I was in Oxford on a Charles Wallace fellowship to study John Ruskin’s influence on M K Gandhi and R N Tagore. Like any other student I lived in a hostel, walked up to the Ruskin School of Art and Ashmolean Museum, to the High Street and the flea market, to the Bodleian Library, and – of course – the book stores that continue to make that ancient city of academic excellence such a delight for a person like me who started crawling in the midst of books.

What caught my fancy on the book-lined shelves in the hometown of a ‘legal deposit’ library? The screenplays of Quentin Tarantino. Countless books on Elizabeth 1 – perhaps because Shekhar Kapur’s Elizabeth had just released worldwide. And the volumes on art. The gorgeous reproductions halved the tedium of walking miles of museums and galleries. And the history of art rekindled my love for paintings from our collective past.
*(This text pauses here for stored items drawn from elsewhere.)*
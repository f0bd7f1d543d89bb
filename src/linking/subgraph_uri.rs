//! Per-node dimension URI constraints.

use crate::config::DimensionConfig;
use crate::content::ContentContext;
use crate::core::UriConstraints;
use crate::detection::{DEFAULT_URI_PATH_SEGMENT_DELIMITER, DetectionError};
use crate::linking::resolve_link_processor;

/// Builds the dimension-derived URI constraints for one resolved node.
#[derive(Debug, Clone, Copy, Default)]
pub struct SubgraphUriProcessor;

impl SubgraphUriProcessor {
    /// Constraints expressing the context's dimension values, accumulated
    /// in dimension declaration order. Dimensions without a value in the
    /// context, or whose values match no preset, contribute nothing.
    pub fn dimension_constraints(
        &self,
        config: &DimensionConfig,
        ctx: &ContentContext,
    ) -> Result<UriConstraints, DetectionError> {
        let mut constraints = UriConstraints::empty();
        for declaration in config.dimensions() {
            let Some(values) = ctx.dimensions.get(&declaration.name) else {
                continue;
            };
            let Some(preset) = declaration.config.preset_by_values(values) else {
                continue;
            };
            let processor = resolve_link_processor(
                &declaration.name,
                &declaration.config.resolution.mode,
            )?;
            let delimiter = config
                .uri_path_segment_delimiter
                .as_deref()
                .or_else(|| {
                    declaration
                        .config
                        .resolution
                        .options
                        .as_ref()
                        .and_then(|options| options.delimiter.as_deref())
                })
                .unwrap_or(DEFAULT_URI_PATH_SEGMENT_DELIMITER);
            constraints = processor.process_uri_constraints(
                constraints,
                &declaration.config,
                preset,
                delimiter,
            );
        }
        Ok(constraints)
    }
}

#[cfg(test)]
mod tests {
    use super::*;
    use url::Url;

    use crate::core::CoordinateSet;

    const CONFIG: &str = r#"
[[dimension]]
name = "language"
default_preset = "en"

[dimension.resolution]
mode = "subdomain"

[[dimension.preset]]
identifier = "en"
values = ["en"]
resolution_value = "en"

[[dimension.preset]]
identifier = "de"
values = ["de"]
resolution_value = "de"

[[dimension]]
name = "country"
default_preset = "global"

[dimension.resolution]
mode = "uriPathSegment"

[dimension.resolution.options]
offset = 0

[[dimension.preset]]
identifier = "global"
values = ["global"]
resolution_value = "global"

[[dimension.preset]]
identifier = "at"
values = ["at"]
resolution_value = "at"
"#;

    fn context(pairs: &[(&str, &str)]) -> ContentContext {
        let mut dimensions = CoordinateSet::new();
        for (dimension, value) in pairs {
            dimensions.insert(*dimension, vec![value.to_string()]);
        }
        ContentContext::for_workspace("live", dimensions)
    }

    #[test]
    fn test_constraints_accumulate_across_dimensions() {
        let config = DimensionConfig::from_toml_str(CONFIG).unwrap();
        let ctx = context(&[("language", "de"), ("country", "at")]);

        let constraints = SubgraphUriProcessor
            .dimension_constraints(&config, &ctx)
            .unwrap();

        let base = Url::parse("http://en.example.com/").unwrap();
        let uri = constraints.apply_to(&base, "about-us");
        assert_eq!(uri.as_str(), "http://de.example.com/at/about-us");
    }

    #[test]
    fn test_missing_dimension_contributes_nothing() {
        let config = DimensionConfig::from_toml_str(CONFIG).unwrap();
        let ctx = context(&[("country", "at")]);

        let constraints = SubgraphUriProcessor
            .dimension_constraints(&config, &ctx)
            .unwrap();

        let base = Url::parse("http://example.com/").unwrap();
        let uri = constraints.apply_to(&base, "about-us");
        assert_eq!(uri.as_str(), "http://example.com/at/about-us");
    }

    #[test]
    fn test_unknown_values_contribute_nothing() {
        let config = DimensionConfig::from_toml_str(CONFIG).unwrap();
        let ctx = context(&[("country", "fr")]);

        let constraints = SubgraphUriProcessor
            .dimension_constraints(&config, &ctx)
            .unwrap();
        assert_eq!(constraints, UriConstraints::empty());
    }

    #[test]
    fn test_consecutive_path_dimensions_pack() {
        let toml = r#"
uri_path_segment_delimiter = "-"

[[dimension]]
name = "language"
default_preset = "de"

[[dimension.preset]]
identifier = "de"
values = ["de"]
resolution_value = "de"

[[dimension]]
name = "country"
default_preset = "at"

[[dimension.preset]]
identifier = "at"
values = ["at"]
resolution_value = "at"
"#;
        let config = DimensionConfig::from_toml_str(toml).unwrap();
        let ctx = context(&[("language", "de"), ("country", "at")]);

        let constraints = SubgraphUriProcessor
            .dimension_constraints(&config, &ctx)
            .unwrap();
        assert_eq!(constraints.path_prefix(), Some("de-at/"));
    }
}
But what I didn’t take kindly to was the neglect of – if not bias against — art from my homeland. There were books on Greek, Chinese, Japanese , African, Egyptian, Mayan, Roman art, on Russian Icons and Stained Glass windows, on French Impressionists and German Expressionists, Cubists and Moderns… But Indian art? For crying out loud, where was Ajanta-Ellora? The glass paintings and Miniatures? Pichwai and Patachitra, Nathdwara and Kalighat Pat, Warli and Madhubani, Santiniketan and Baroda?

That’s when I told myself, “Put the journey of Indian paintings between covers.” For, which other country has a continuity that I can boast, of a tradition that has continued unchequered for three thousand years and more?

Once I was back home, my friend Reeta Dutta Gupta approached me to edit an Encyclopedia of Culture for the India Series she was nursing. And Dr Jain of Ratna Sagar entrusted me to author a Notebook that would recount for school-going children the story of Indian art from Bhimbetka to the present millennia. What luck!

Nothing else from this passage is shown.